Started January 9 2011, Finished January 10

For such a minor work, One Day has become somewhat central to my current from of reference for appreciating other books. One Day comes to mind when assessing The Reader as they both concisely yet movingly convey the emotional arc of an entire life. This novel(ette), the movie version of which won Kate Winslet an Oscar, is set in Germany and narrated by its protagonist, Michael Berg. In the unremarkable first half of the book, set in the late 1950s, Michael is a teenager who has a consuming affair with a woman, Hannah, in her mid thirties who one day without notice disappears from Micheal’s town and life. In the far more provocative second half of the book, Micheal chances upon a trial for war crimes committed as part of the Holocaust in which Hannah is the central defendant. This section is something of an exploration of the motives of “Hitler's willing executioners” and raises the surprisingly hard to answer question “what would you have done?” had you been a German citizen of age during WWII. The book also raises the interesting idea that our small personal shames can become so consuming that maintaining their secrecy can become more important than self preservation.


She was struggling, as she always had struggled, not to show what she could do but to hide what she couldn't do. A life made up of advances that were actually frantic retreats and victories that were concealed defeats. (134)
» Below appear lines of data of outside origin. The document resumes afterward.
//! Inkwave tile cache.
//!
//! Two-tier (persistent / editing) on-disk cache of rendered document
//! tiles, keyed by document URL and tile geometry, with deferred
//! invalidation tied to the document save lifecycle.

pub mod cache;
pub mod config;
pub mod invalidation;
pub mod paths;
pub mod tile_name;

pub use cache::TileCache;
pub use config::{CacheConfig, ConfigError};
use serde::{Deserialize, Serialize};

/// Part index that matches every part of a document.
pub const PART_ANY: i32 = -1;

/// Identity of a rendered tile: the document part it belongs to, the pixel
/// dimensions of the rendered bitmap, and the document-space rectangle
/// (origin and extent, in document units) it covers.
#[derive(Debug, Clone, Copy, PartialEq, Eq, Hash, Serialize, Deserialize)]
pub struct TileKey {
    pub part: i32,
    pub canvas_w: i32,
    pub canvas_h: i32,
    pub pos_x: i32,
    pub pos_y: i32,
    pub width: i32,
    pub height: i32,
}

impl TileKey {
    #[allow(clippy::too_many_arguments)]
    pub fn new(
        part: i32,
        canvas_w: i32,
        canvas_h: i32,
        pos_x: i32,
        pos_y: i32,
        width: i32,
        height: i32,
    ) -> Self {
        Self { part, canvas_w, canvas_h, pos_x, pos_y, width, height }
    }
}

/// A document-space rectangle targeted by an invalidation, with `part`
/// selecting one document part or [`PART_ANY`] for all of them.
#[derive(Debug, Clone, Copy, PartialEq, Eq, Hash, Serialize, Deserialize)]
pub struct TileRegion {
    pub part: i32,
    pub x: i32,
    pub y: i32,
    pub width: i32,
    pub height: i32,
}

impl TileRegion {
    pub fn new(part: i32, x: i32, y: i32, width: i32, height: i32) -> Self {
        Self { part, x, y, width, height }
    }

    /// The region covering every tile of every part.
    pub fn everything() -> Self {
        Self { part: PART_ANY, x: 0, y: 0, width: i32::MAX, height: i32::MAX }
    }

    pub fn covers_all_parts(&self) -> bool {
        self.part == PART_ANY
    }
}

#[cfg(test)]
mod tests {
    use super::*;

    #[test]
    fn everything_spans_all_parts_from_origin() {
        let region = TileRegion::everything();

        assert!(region.covers_all_parts());
        assert_eq!((region.x, region.y), (0, 0));
        assert_eq!((region.width, region.height), (i32::MAX, i32::MAX));
    }

    #[test]
    fn tile_key_round_trips_through_serde() {
        let key = TileKey::new(2, 256, 256, 3840, 7680, 3840, 3840);

        let json = serde_json::to_string(&key).expect("serialize tile key");
        let back: TileKey = serde_json::from_str(&json).expect("deserialize tile key");

        assert_eq!(back, key);
    }

    #[test]
    fn keys_differing_only_in_extent_are_distinct() {
        let a = TileKey::new(0, 256, 256, 0, 0, 3840, 3840);
        let b = TileKey { height: 1920, ..a };

        assert_ne!(a, b);
    }
}
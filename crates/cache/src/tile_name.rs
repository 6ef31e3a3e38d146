//! Tile filename codec.
//!
//! A tile's on-disk name encodes its full identity:
//! `<part>_<canvasW>x<canvasH>.<posX>,<posY>.<width>x<height>.png`.
//! Decoding is strict; anything that is not exactly this shape (including
//! `status.txt` and other bookkeeping files sharing the tier directories)
//! is rejected rather than treated as a tile.

use inkwave_doc_model::{TileKey, TileRegion};

pub fn encode(key: &TileKey) -> String {
    format!(
        "{}_{}x{}.{},{}.{}x{}.png",
        key.part, key.canvas_w, key.canvas_h, key.pos_x, key.pos_y, key.width, key.height
    )
}

pub fn decode(name: &str) -> Option<TileKey> {
    let rest = name.strip_suffix(".png")?;

    let (part, rest) = rest.split_once('_')?;

    let mut fields = rest.splitn(3, '.');
    let canvas = fields.next()?;
    let pos = fields.next()?;
    let extent = fields.next()?;

    let (canvas_w, canvas_h) = canvas.split_once('x')?;
    let (pos_x, pos_y) = pos.split_once(',')?;
    let (width, height) = extent.split_once('x')?;

    Some(TileKey {
        part: part.parse().ok()?,
        canvas_w: canvas_w.parse().ok()?,
        canvas_h: canvas_h.parse().ok()?,
        pos_x: pos_x.parse().ok()?,
        pos_y: pos_y.parse().ok()?,
        width: width.parse().ok()?,
        height: height.parse().ok()?,
    })
}

/// Whether the tile named `name` overlaps `region`.
///
/// Names that do not decode never intersect. Rectangles are half-open, so a
/// tile that only touches the region's edge is not affected. The interval
/// arithmetic runs in `i64`: a region extent of `i32::MAX` must not wrap.
pub fn intersects(name: &str, region: &TileRegion) -> bool {
    let Some(key) = decode(name) else {
        return false;
    };

    if !region.covers_all_parts() && key.part != region.part {
        return false;
    }

    overlaps(key.pos_x, key.width, region.x, region.width)
        && overlaps(key.pos_y, key.height, region.y, region.height)
}

fn overlaps(a_start: i32, a_len: i32, b_start: i32, b_len: i32) -> bool {
    let (a_start, a_len) = (i64::from(a_start), i64::from(a_len));
    let (b_start, b_len) = (i64::from(b_start), i64::from(b_len));

    a_start < b_start + b_len && b_start < a_start + a_len
}
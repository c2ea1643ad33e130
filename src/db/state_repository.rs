use crate::error::AppResult;
use crate::models::transaction::Transaction;
use rusqlite::{Connection, OptionalExtension};

/// Well-known slot holding the serialized transaction collection.
const TRANSACTIONS_KEY: &str = "cashflowTransactions";

/// Flush the full collection to the key-value slot, replacing whatever
/// was stored before (last write wins).
pub fn save_transactions(conn: &Connection, transactions: &[Transaction]) -> AppResult<()> {
    let payload = serde_json::to_string(transactions)?;
    conn.execute(
        "INSERT INTO app_state (key, value) VALUES (?1, ?2)
         ON CONFLICT(key) DO UPDATE SET value = excluded.value",
        rusqlite::params![TRANSACTIONS_KEY, payload],
    )?;
    log::debug!("persisted {} transactions", transactions.len());
    Ok(())
}

/// Hydrate the collection from the slot. An absent key means no prior
/// data and yields an empty collection, not an error.
pub fn load_transactions(conn: &Connection) -> AppResult<Vec<Transaction>> {
    let payload: Option<String> = conn
        .query_row(
            "SELECT value FROM app_state WHERE key = ?1",
            [TRANSACTIONS_KEY],
            |row| row.get(0),
        )
        .optional()?;

    match payload {
        Some(json) => Ok(serde_json::from_str(&json)?),
        None => Ok(Vec::new()),
    }
}

#[cfg(test)]
mod tests {
    use super::*;
    use crate::db::connection::establish_test_connection;
    use crate::models::transaction::{Transaction, TransactionKind};
    use chrono::NaiveDate;
    use rust_decimal::Decimal;
    use std::str::FromStr;
    use uuid::Uuid;

    fn sample_transaction(category: &str, amount: &str) -> Transaction {
        Transaction {
            id: Uuid::new_v4(),
            kind: TransactionKind::Expense,
            category: category.to_string(),
            amount: Decimal::from_str(amount).unwrap(),
            date: NaiveDate::from_ymd_opt(2025, 6, 1).unwrap(),
            description: category.to_string(),
            notes: None,
        }
    }

    #[test]
    fn test_load_without_prior_data() {
        let conn = establish_test_connection().unwrap();
        let loaded = load_transactions(&conn).unwrap();
        assert!(loaded.is_empty());
    }

    #[test]
    fn test_save_load_round_trip() {
        let conn = establish_test_connection().unwrap();
        let transactions = vec![
            sample_transaction("Ngopi", "25000.50"),
            sample_transaction("Hiburan", "120000"),
        ];

        save_transactions(&conn, &transactions).unwrap();
        let loaded = load_transactions(&conn).unwrap();

        assert_eq!(loaded, transactions);
    }

    #[test]
    fn test_save_overwrites_previous_state() {
        let conn = establish_test_connection().unwrap();
        save_transactions(&conn, &[sample_transaction("Ngopi", "10000")]).unwrap();
        save_transactions(&conn, &[]).unwrap();

        let loaded = load_transactions(&conn).unwrap();
        assert!(loaded.is_empty());
    }

    #[test]
    fn test_decimal_precision_survives_round_trip() {
        let conn = establish_test_connection().unwrap();
        let transactions = vec![sample_transaction("Service", "123456.789012")];

        save_transactions(&conn, &transactions).unwrap();
        let loaded = load_transactions(&conn).unwrap();

        assert_eq!(loaded[0].amount, Decimal::from_str("123456.789012").unwrap());
    }
}
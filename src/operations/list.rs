use crate::analytics::{MonthlyAverages, MonthlyTotals, Totals};
use crate::models::transaction::{Transaction, TransactionKind};
use rust_decimal::{Decimal, RoundingStrategy};

/// Rupiah display format: rounded to whole units, dot-grouped
/// thousands, e.g. `Rp 1.250.000`.
pub fn format_currency(amount: Decimal) -> String {
    let rounded = amount.round_dp_with_strategy(0, RoundingStrategy::MidpointAwayFromZero);
    let digits = rounded.abs().to_string();

    let mut grouped = String::new();
    for (i, c) in digits.chars().enumerate() {
        if i > 0 && (digits.len() - i) % 3 == 0 {
            grouped.push('.');
        }
        grouped.push(c);
    }

    if rounded.is_sign_negative() && !rounded.is_zero() {
        format!("-Rp {}", grouped)
    } else {
        format!("Rp {}", grouped)
    }
}

pub fn format_transaction(transaction: &Transaction) -> String {
    let sign = match transaction.kind {
        TransactionKind::Income => '+',
        TransactionKind::Expense => '-',
    };
    let notes = transaction
        .notes
        .as_deref()
        .map(|n| format!(" • {}", n))
        .unwrap_or_default();
    format!(
        "{}  {}  [{}] {}  {} {}{}",
        transaction.id,
        transaction.date.format("%Y-%m-%d"),
        transaction.category,
        transaction.description,
        sign,
        format_currency(transaction.amount),
        notes
    )
}

pub fn print_transactions(transactions: &[Transaction]) {
    if transactions.is_empty() {
        println!("Tidak ada transaksi ditemukan");
        return;
    }
    for transaction in transactions {
        println!("{}", format_transaction(transaction));
    }
}

pub fn print_totals(totals: &Totals) {
    println!("Pemasukan:   {}", format_currency(totals.income));
    println!("Pengeluaran: {}", format_currency(totals.expense));
    println!("Saldo:       {}", format_currency(totals.balance));
}

pub fn print_monthly(months: &[(String, MonthlyTotals)]) {
    if months.is_empty() {
        println!("Belum ada data");
        return;
    }
    for (month, totals) in months {
        println!(
            "{}  masuk {}  keluar {}",
            month,
            format_currency(totals.income),
            format_currency(totals.expense)
        );
    }
}

pub fn print_analysis(
    averages: &MonthlyAverages,
    top_categories: &[(String, Decimal)],
    largest: &[Transaction],
) {
    println!("Rata-rata per bulan:");
    println!("  Pemasukan:   {}", format_currency(averages.avg_income));
    println!("  Pengeluaran: {}", format_currency(averages.avg_expense));
    println!("  Saldo:       {}", format_currency(averages.avg_balance));

    println!("Kategori pengeluaran teratas:");
    if top_categories.is_empty() {
        println!("  Belum ada data");
    }
    for (category, amount) in top_categories {
        println!("  {:20} {}", category, format_currency(*amount));
    }

    println!("Transaksi terbesar:");
    if largest.is_empty() {
        println!("  Belum ada data");
    }
    for transaction in largest {
        println!(
            "  {:20} {}",
            transaction.description,
            format_currency(transaction.amount)
        );
    }
}

#[cfg(test)]
mod tests {
    use super::*;
    use std::str::FromStr;

    fn dec(s: &str) -> Decimal {
        Decimal::from_str(s).unwrap()
    }

    #[test]
    fn test_format_currency_groups_thousands() {
        assert_eq!(format_currency(dec("1250000")), "Rp 1.250.000");
        assert_eq!(format_currency(dec("999")), "Rp 999");
        assert_eq!(format_currency(dec("0")), "Rp 0");
    }

    #[test]
    fn test_format_currency_rounds_to_whole_units() {
        assert_eq!(format_currency(dec("25000.50")), "Rp 25.001");
        assert_eq!(format_currency(dec("25000.49")), "Rp 25.000");
    }

    #[test]
    fn test_format_currency_negative() {
        assert_eq!(format_currency(dec("-1500")), "-Rp 1.500");
    }
}
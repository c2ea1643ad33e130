mod analytics;
mod db;
mod error;
mod models;
mod operations;
mod store;

use analytics::TypeFilter;
use clap::Parser;
use operations::add::parse_draft;
use operations::charts::run_charts;
use operations::export::export_to_csv;
use operations::list;
use operations::remove::parse_transaction_id;
use std::io;
use store::TransactionStore;

#[derive(Parser)]
#[command(name = "cashflow", about = "Personal income/expense tracker")]
struct Cli {
    /// Path to the SQLite database file
    #[arg(long, default_value = "cashflow.db")]
    db: String,
}

pub enum UserCommands {
    Add,
    Edit,
    Remove,
    List,
    Summary,
    Monthly,
    Analysis,
    Charts,
    Export,
    Exit,
    Unknown,
}

fn main() {
    env_logger::init();
    let cli = Cli::parse();

    println!("Welcome to the cashflow tracker!");
    let conn = db::connection::establish_connection(&cli.db)
        .expect("Failed to open the database");
    let mut store = TransactionStore::open(conn).expect("Failed to load transactions");

    loop {
        println!(
            "Please enter a command (add, edit, remove, list, summary, monthly, analysis, charts, export, exit):"
        );

        let input = match read_user_input() {
            Ok(cmd) => cmd,
            Err(e) => {
                println!("Error reading input: {}", e);
                continue;
            }
        };
        let (command_word, args) = match input.split_once(char::is_whitespace) {
            Some((head, rest)) => (head, rest.trim()),
            None => (input.as_str(), ""),
        };
        if command_word.is_empty() {
            continue;
        }

        match check_for_command(command_word) {
            UserCommands::Add => {
                println!(
                    "Add command selected. Please enter transaction details in the format:\ndate(YYYY-MM-DD), type(income/expense), category, amount[, notes]"
                );
                let details = match read_user_input() {
                    Ok(details) => details,
                    Err(e) => {
                        println!("Error reading input: {}", e);
                        continue;
                    }
                };
                match parse_draft(&details).and_then(|draft| store.add(draft)) {
                    Ok(transaction) => {
                        println!("Transaksi berhasil ditambahkan ({})", transaction.id);
                    }
                    Err(e) => {
                        println!("Error adding transaction: {}", e);
                        println!("Please try again.");
                    }
                }
            }
            UserCommands::Edit => {
                println!("Edit command selected. Provide the transaction ID to edit:");
                let id_input = match read_user_input() {
                    Ok(details) => details,
                    Err(e) => {
                        println!("Error reading input: {}", e);
                        continue;
                    }
                };
                let id = match parse_transaction_id(&id_input) {
                    Ok(id) => id,
                    Err(e) => {
                        println!("Error: {}", e);
                        continue;
                    }
                };
                println!(
                    "Enter the replacement details in the format:\ndate(YYYY-MM-DD), type(income/expense), category, amount[, notes]"
                );
                let details = match read_user_input() {
                    Ok(details) => details,
                    Err(e) => {
                        println!("Error reading input: {}", e);
                        continue;
                    }
                };
                match parse_draft(&details).and_then(|draft| store.update(id, draft)) {
                    Ok(_) => println!("Transaksi berhasil diupdate"),
                    Err(e) => println!("Error updating transaction: {}", e),
                }
            }
            UserCommands::Remove => {
                println!("Remove command selected. Provide the transaction ID to remove:");
                let id_input = match read_user_input() {
                    Ok(details) => details,
                    Err(e) => {
                        println!("Error reading input: {}", e);
                        continue;
                    }
                };
                let remove_result =
                    parse_transaction_id(&id_input).and_then(|id| store.remove(id));
                match remove_result {
                    Ok(_) => println!("Transaksi berhasil dihapus"),
                    Err(e) => println!("Error: {}", e),
                }
            }
            UserCommands::List => {
                let (filter_word, query) = match args.split_once(char::is_whitespace) {
                    Some((head, rest)) => (head, rest.trim()),
                    None => (args, ""),
                };
                let filter = if filter_word.is_empty() {
                    TypeFilter::All
                } else {
                    match filter_word.parse::<TypeFilter>() {
                        Ok(filter) => filter,
                        Err(e) => {
                            println!("Error: {}", e);
                            continue;
                        }
                    }
                };
                let filtered = analytics::filter_and_search(store.transactions(), filter, query);
                list::print_transactions(&filtered);
            }
            UserCommands::Summary => {
                let totals = analytics::totals(store.transactions());
                list::print_totals(&totals);
                let today = chrono::Local::now().date_naive();
                let month = analytics::current_month_totals(store.transactions(), today);
                println!(
                    "Bulan ini: masuk {}  keluar {}",
                    list::format_currency(month.income),
                    list::format_currency(month.expense)
                );
            }
            UserCommands::Monthly => {
                let aggregates = analytics::monthly_aggregates(store.transactions());
                let months: Vec<_> = aggregates
                    .iter()
                    .map(|(month, totals)| (month.clone(), *totals))
                    .collect();
                list::print_monthly(&months);
            }
            UserCommands::Analysis => {
                let transactions = store.transactions();
                let averages = analytics::averages_per_month(transactions);
                let top = analytics::top_categories(transactions, 5);
                let largest = analytics::largest_transactions(transactions, 5);
                list::print_analysis(&averages, &top, &largest);
            }
            UserCommands::Charts => {
                if let Err(e) = run_charts(store.transactions()) {
                    println!("Error rendering charts: {}", e);
                }
            }
            UserCommands::Export => {
                let path = if args.is_empty() {
                    format!(
                        "cashflow_{}.csv",
                        chrono::Local::now().date_naive().format("%Y-%m-%d")
                    )
                } else {
                    args.to_string()
                };
                match export_to_csv(&path, store.transactions()) {
                    Ok(count) => println!("Berhasil mengekspor {} transaksi ke {}", count, path),
                    Err(e) => println!("Error exporting transactions: {}", e),
                }
            }
            UserCommands::Exit => {
                println!("Exiting the application.");
                break;
            }
            UserCommands::Unknown => {
                println!("No valid command found. Please try again.");
            }
        }
    }
}

fn read_user_input() -> Result<String, String> {
    let mut input = String::new();
    io::stdin()
        .read_line(&mut input)
        .map_err(|_| "Failed to read line".to_string())?;
    Ok(input.trim().to_string())
}

fn check_for_command(input: &str) -> UserCommands {
    match input {
        "add" => UserCommands::Add,
        "edit" => UserCommands::Edit,
        "remove" => UserCommands::Remove,
        "list" => UserCommands::List,
        "summary" => UserCommands::Summary,
        "monthly" => UserCommands::Monthly,
        "analysis" => UserCommands::Analysis,
        "charts" => UserCommands::Charts,
        "export" => UserCommands::Export,
        "exit" => UserCommands::Exit,
        _ => UserCommands::Unknown,
    }
}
There is no need to talk, because the truth of what one says lies in what one does. (174)

Tuesday, January 4, 2011

Colonel Roosevelt

Colonel Roosevelt

Author: Edmund Morris 2010 570 pp

My rating 4*

Started December 15 2010, Finished Jan 4 2011

This worthy conclusion to Moriss's highly-recommended life of Roosevelt trilogy gets a slightly lower rating from me that its predecessors not due to any shortcoming on the author's part, but because I found the period of TR's life after he left the presidency to be less interesting than that covered in Morris's first two volumes. Roosevelt was a man of action par excellence and I found him less compelling as a spectator in the stands rather than as the key player in the center of the action; in fact in the section near the end of the book about World War I, the actions and words of a sickly TR observing from afar are much less interesting than those of his children who are in Europe actively involved in the carnage – up to that point in his story, TR always commanded the spotlight by force of personality, intellect and action. While it is sad to read of Roosevelt's physical decline from unstoppable dynamo to his early death as a broken down wreck – the rough use he had continually put himself through seemed to have caught up with him – one still comes away from the book and the series as a whole for an overwhelming respect for this man who has to be considered a short list candidate as the most capable and accomplished American in history.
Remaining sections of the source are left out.